[Dataset entries]
//! Extent types and operations.

use serde::{Deserialize, Serialize};

/// A coordinate pair `[x, y]` in some projection's units.
pub type Coordinate = [f64; 2];

/// An axis-aligned rectangle in a projection's coordinate space.
///
/// The empty extent is represented with inverted infinite bounds so that
/// [`Extent::extend`] can grow it from nothing.
#[derive(Debug, Clone, Copy, PartialEq, Serialize, Deserialize)]
pub struct Extent {
    pub min_x: f64,
    pub min_y: f64,
    pub max_x: f64,
    pub max_y: f64,
}

impl Extent {
    /// Create a new extent from corner coordinates.
    pub fn new(min_x: f64, min_y: f64, max_x: f64, max_y: f64) -> Self {
        Self {
            min_x,
            min_y,
            max_x,
            max_y,
        }
    }

    /// Create an extent, rejecting inverted or non-finite bounds.
    pub fn try_new(min_x: f64, min_y: f64, max_x: f64, max_y: f64) -> Result<Self, ExtentParseError> {
        let extent = Self::new(min_x, min_y, max_x, max_y);
        if ![min_x, min_y, max_x, max_y].iter().all(|v| v.is_finite()) {
            return Err(ExtentParseError::NonFinite(extent.to_string()));
        }
        if min_x > max_x || min_y > max_y {
            return Err(ExtentParseError::Inverted(extent.to_string()));
        }
        Ok(extent)
    }

    /// The empty extent, the identity for [`Extent::extend`].
    pub fn empty() -> Self {
        Self {
            min_x: f64::INFINITY,
            min_y: f64::INFINITY,
            max_x: f64::NEG_INFINITY,
            max_y: f64::NEG_INFINITY,
        }
    }

    /// Smallest extent containing all the given coordinates.
    pub fn bounding(coords: &[Coordinate]) -> Self {
        let mut extent = Self::empty();
        for coord in coords {
            extent.extend_coordinate(*coord);
        }
        extent
    }

    /// Parse a "minx,miny,maxx,maxy" string.
    pub fn from_csv(s: &str) -> Result<Self, ExtentParseError> {
        let parts: Vec<&str> = s.split(',').map(str::trim).collect();
        if parts.len() != 4 {
            return Err(ExtentParseError::InvalidFormat(s.to_string()));
        }

        let mut values = [0.0; 4];
        for (value, part) in values.iter_mut().zip(&parts) {
            *value = part
                .parse()
                .map_err(|_| ExtentParseError::InvalidNumber(part.to_string()))?;
        }
        Self::try_new(values[0], values[1], values[2], values[3])
    }

    /// True when min exceeds max on either axis.
    pub fn is_empty(&self) -> bool {
        self.max_x < self.min_x || self.max_y < self.min_y
    }

    /// Width of the extent in coordinate units.
    pub fn width(&self) -> f64 {
        self.max_x - self.min_x
    }

    /// Height of the extent in coordinate units.
    pub fn height(&self) -> f64 {
        self.max_y - self.min_y
    }

    pub fn area(&self) -> f64 {
        if self.is_empty() {
            0.0
        } else {
            self.width() * self.height()
        }
    }

    pub fn center(&self) -> Coordinate {
        [
            (self.min_x + self.max_x) / 2.0,
            (self.min_y + self.max_y) / 2.0,
        ]
    }

    pub fn top_left(&self) -> Coordinate {
        [self.min_x, self.max_y]
    }

    pub fn top_right(&self) -> Coordinate {
        [self.max_x, self.max_y]
    }

    pub fn bottom_left(&self) -> Coordinate {
        [self.min_x, self.min_y]
    }

    pub fn bottom_right(&self) -> Coordinate {
        [self.max_x, self.min_y]
    }

    /// Check if this extent intersects another (touching edges count).
    pub fn intersects(&self, other: &Extent) -> bool {
        self.min_x <= other.max_x
            && self.max_x >= other.min_x
            && self.min_y <= other.max_y
            && self.max_y >= other.min_y
    }

    /// Compute the intersection of two extents.
    pub fn intersection(&self, other: &Extent) -> Option<Extent> {
        if !self.intersects(other) {
            return None;
        }

        Some(Extent {
            min_x: self.min_x.max(other.min_x),
            min_y: self.min_y.max(other.min_y),
            max_x: self.max_x.min(other.max_x),
            max_y: self.max_y.min(other.max_y),
        })
    }

    /// Grow this extent to include another.
    pub fn extend(&mut self, other: &Extent) {
        self.min_x = self.min_x.min(other.min_x);
        self.min_y = self.min_y.min(other.min_y);
        self.max_x = self.max_x.max(other.max_x);
        self.max_y = self.max_y.max(other.max_y);
    }

    /// Grow this extent to include a coordinate.
    pub fn extend_coordinate(&mut self, coord: Coordinate) {
        self.min_x = self.min_x.min(coord[0]);
        self.min_y = self.min_y.min(coord[1]);
        self.max_x = self.max_x.max(coord[0]);
        self.max_y = self.max_y.max(coord[1]);
    }

    /// Check if a point is contained within this extent.
    pub fn contains_coordinate(&self, coord: Coordinate) -> bool {
        coord[0] >= self.min_x
            && coord[0] <= self.max_x
            && coord[1] >= self.min_y
            && coord[1] <= self.max_y
    }

    /// True when all four bounds are finite numbers.
    pub fn is_finite(&self) -> bool {
        self.min_x.is_finite() && self.min_y.is_finite() && self.max_x.is_finite() && self.max_y.is_finite()
    }
}

impl std::fmt::Display for Extent {
    fn fmt(&self, f: &mut std::fmt::Formatter<'_>) -> std::fmt::Result {
        write!(f, "{},{},{},{}", self.min_x, self.min_y, self.max_x, self.max_y)
    }
}

#[derive(Debug, thiserror::Error)]
pub enum ExtentParseError {
    #[error("Invalid extent format: {0}. Expected 'minx,miny,maxx,maxy'")]
    InvalidFormat(String),

    #[error("Invalid number in extent: {0}")]
    InvalidNumber(String),

    #[error("Extent has min greater than max: {0}")]
    Inverted(String),

    #[error("Extent has non-finite bounds: {0}")]
    NonFinite(String),
}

**Exercise prompt:** If a line in the records includes "minx", it counts toward the total; report that total by itself.

**Response for this exercise:** 2